Friday, August 31, 2007

Harry Potter 5

Harry Potter and the Order of the Phoenix (2007)

Directed by: David Yates

Written by: Michael Goldenberg, based on the book by J.K. Rowling

Featuring: Daniel Radcliffe, Rupert Grint, Emma Watson, Matthew Lewis, Evanna Lynch, Imelda Staunton, Gary Oldman, Alan Rickman, Helena Bonham Carter, Michael Gambon, Ralph Fiennes, Robbie Coltrane, James Phelps, Oliver Phelps, Bonnie Wright, Jason Isaacs, Katie Leung, Robert Hardy, David Bradley, Maggie Smith, Emma Thompson, Brendan Gleeson, Tom Felton, Mark Willaims, Julie Walters, Warwick Davis, David Thewlis, George Harris, Natalia Tena, Timothy Bateson... I think that's everybody...

Part five in the ongoing Harry Potter saga, I decided I had to see it even though my friends all said it was bad.

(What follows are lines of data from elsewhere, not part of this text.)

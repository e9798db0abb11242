//! Handlebars rendering for the built-in templates.

use handlebars::Handlebars;
use serde_json::Value;

use crate::error::Result;

pub mod files;
pub use files::*;

/// Template renderer shared by all builders.
///
/// HTML escaping is disabled since the output is generated code, not web
/// content; renderers escape XML/Python text themselves where needed.
pub struct Templates {
    handlebars: Handlebars<'static>,
}

impl Templates {
    /// Create a renderer with escaping disabled.
    #[must_use]
    pub fn new() -> Self {
        let mut handlebars = Handlebars::new();
        handlebars.register_escape_fn(handlebars::no_escape);
        Self { handlebars }
    }

    /// Render a template string against a context.
    ///
    /// # Errors
    ///
    /// Returns [`crate::Error::Template`] when the template is malformed;
    /// with the built-in constants this indicates a bug, not bad user input.
    pub fn render(&self, template: &str, context: &Value) -> Result<String> {
        Ok(self.handlebars.render_template(template, context)?)
    }
}

impl Default for Templates {
    fn default() -> Self {
        Self::new()
    }
}

/// Escape text for embedding in XML attribute or element content.
#[must_use]
pub fn xml_escape(raw: &str) -> String {
    raw.replace('&', "&amp;")
        .replace('<', "&lt;")
        .replace('>', "&gt;")
        .replace('"', "&quot;")
}
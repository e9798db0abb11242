//! Renderers for the per-model artifacts: Python source, view XML and
//! menu/action XML.

pub mod menu;
pub mod model;
pub mod views;

pub use menu::{GlobalNavConfig, MenuBuilder, NavConfig};
pub use model::ModelBuilder;
pub use views::ViewBuilder;
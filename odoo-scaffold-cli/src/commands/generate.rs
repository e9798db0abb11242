//! Module generation command

use std::path::PathBuf;

use anyhow::{Context, Result};
use console::style;
use dialoguer::{Confirm, Input};
use indicatif::{ProgressBar, ProgressStyle};

use odoo_scaffold::{naming, GenerateOptions, ModuleGenerator};

/// Generate an addon module from a configuration file
pub struct GenerateCommand {
    config_path: PathBuf,
    output_dir: PathBuf,
    module_name: Option<String>,
    interactive: bool,
    validate_only: bool,
}

impl GenerateCommand {
    /// Create a new command instance
    #[must_use]
    pub const fn new(
        config_path: PathBuf,
        output_dir: PathBuf,
        module_name: Option<String>,
        interactive: bool,
        validate_only: bool,
    ) -> Self {
        Self {
            config_path,
            output_dir,
            module_name,
            interactive,
            validate_only,
        }
    }

    /// Execute the command
    ///
    /// # Errors
    ///
    /// Returns an error when the configuration cannot be loaded, fails
    /// validation, or the module cannot be written.
    pub fn execute(&self) -> Result<()> {
        let config = odoo_scaffold::load_config(&self.config_path)?;
        let generator = ModuleGenerator::new();

        let fallback = self
            .module_name
            .clone()
            .unwrap_or_else(|| "generated_module".to_string());
        let (models, module) = generator.check(&config, &fallback)?;

        if self.validate_only {
            println!(
                "{} {}",
                style("✓").green().bold(),
                style(format!(
                    "{} is valid ({} model{})",
                    self.config_path.display(),
                    models.len(),
                    if models.len() == 1 { "" } else { "s" }
                ))
                .bold()
            );
            return Ok(());
        }

        let mut module_name = self
            .module_name
            .clone()
            .unwrap_or_else(|| naming::sanitize_module_name(&module.name));

        if self.interactive {
            println!("{}", style(format!("Module: {}", module.name)).bold());
            for model in &models {
                println!(
                    "  {} {} ({} fields)",
                    style("•").cyan(),
                    model.name,
                    model.fields.len()
                );
            }
            println!();

            module_name = Input::new()
                .with_prompt("Module directory name")
                .default(module_name)
                .interact_text()
                .context("Failed to read module name")?;

            let proceed = Confirm::new()
                .with_prompt(format!(
                    "Generate into {}?",
                    self.output_dir.join(&module_name).display()
                ))
                .default(true)
                .interact()
                .context("Failed to read confirmation")?;
            if !proceed {
                println!("{}", style("Aborted.").yellow());
                return Ok(());
            }
        }

        println!(
            "{} {} {}",
            style("Generating").green().bold(),
            style("Odoo module:").bold(),
            style(&module_name).cyan().bold()
        );
        println!();

        let spinner = ProgressBar::new_spinner();
        spinner.set_style(
            ProgressStyle::default_spinner()
                .template("{spinner:.green} {msg}")
                .context("Failed to set progress style")?,
        );
        spinner.enable_steady_tick(std::time::Duration::from_millis(100));
        spinner.set_message("Rendering module files...");

        let outcome = generator.generate(
            &config,
            &self.output_dir,
            &module_name,
            &GenerateOptions::default(),
        )?;

        spinner.finish_and_clear();

        if outcome.report.is_complete() {
            println!("{}", style("✓ Module generated successfully!").green().bold());
        } else {
            println!(
                "{}",
                style("⚠ Module generated with missing artifacts:").yellow().bold()
            );
            for path in outcome.report.missing() {
                println!("  {} {path}", style("missing").yellow());
            }
        }
        println!();
        print_next_steps(&outcome.path.display().to_string());

        Ok(())
    }
}

fn print_next_steps(module_path: &str) {
    println!("{}", style("Next steps:").bold());
    println!();
    println!("  {} Copy the module into your addons path:", style("1.").cyan());
    println!(
        "     {} {}",
        style("$").dim(),
        style(format!("cp -r {module_path} /path/to/odoo/addons/")).cyan()
    );
    println!();
    println!("  {} Update the apps list:", style("2.").cyan());
    println!(
        "     {} {}",
        style("$").dim(),
        style("odoo -u base -d your_database").cyan()
    );
    println!();
    println!("  {} Install the module from the Apps menu.", style("3.").cyan());
}
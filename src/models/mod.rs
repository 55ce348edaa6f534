mod records;

pub use records::*;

I wouldn't go that far - I've seen a lot of fucking awful movies (like Caddyshack. I sat through Caddyshack the other day. Sweet Jesus, did that suck).

Anyway, in this installment... I can't really remember what happens. It seems to me that it's the bridge between part four and part six, and nothing really happens at all (it is to Harry Potter what Two Towers is to Lord of the Rings). Um... this really evil lady from the ministry sort of takes over the school and makes everyone's lives generally difficult. Meanwhile, the Dark Lord is coming back, though everyone refuses to believe Harry about it. He and his friends form an underground rebel force to combat the new headmistress (aforementioned ministry appointed biotch) and prepare themselves for the war against his evilness, Lord Voldemort. Who has formed a connection with Harry's mind and is severely fucking him up.

That probably made no sense to the uninitiated, who have no doubt stopped reading altogether by now. Yay!

Okay. So, I'd say that the filmmakers did the best they could with the material they were given - they took a few liberties with the plot, and cut a lot of stuff, but who can blame them. Part Five was about the longest and the least interesting of all of them. It was pretty much where the books stopped being well written, actually, and pretty much when they started making the movies.

Rowling was obviously very heavily influenced by films anyway, but writing her books at the same time as they were being made into films was not at all good for her writing.

This one is very well shot and chopped, it looks quite beautiful, although the CGI crap is really bothering me. You couldn't really do it without the CGI crap (although I have my doubts as to whether they should have done it at all - I think they really should have waited, at least until she'd finished writing the series, but then the cast would have been different... I guess they make the best of it).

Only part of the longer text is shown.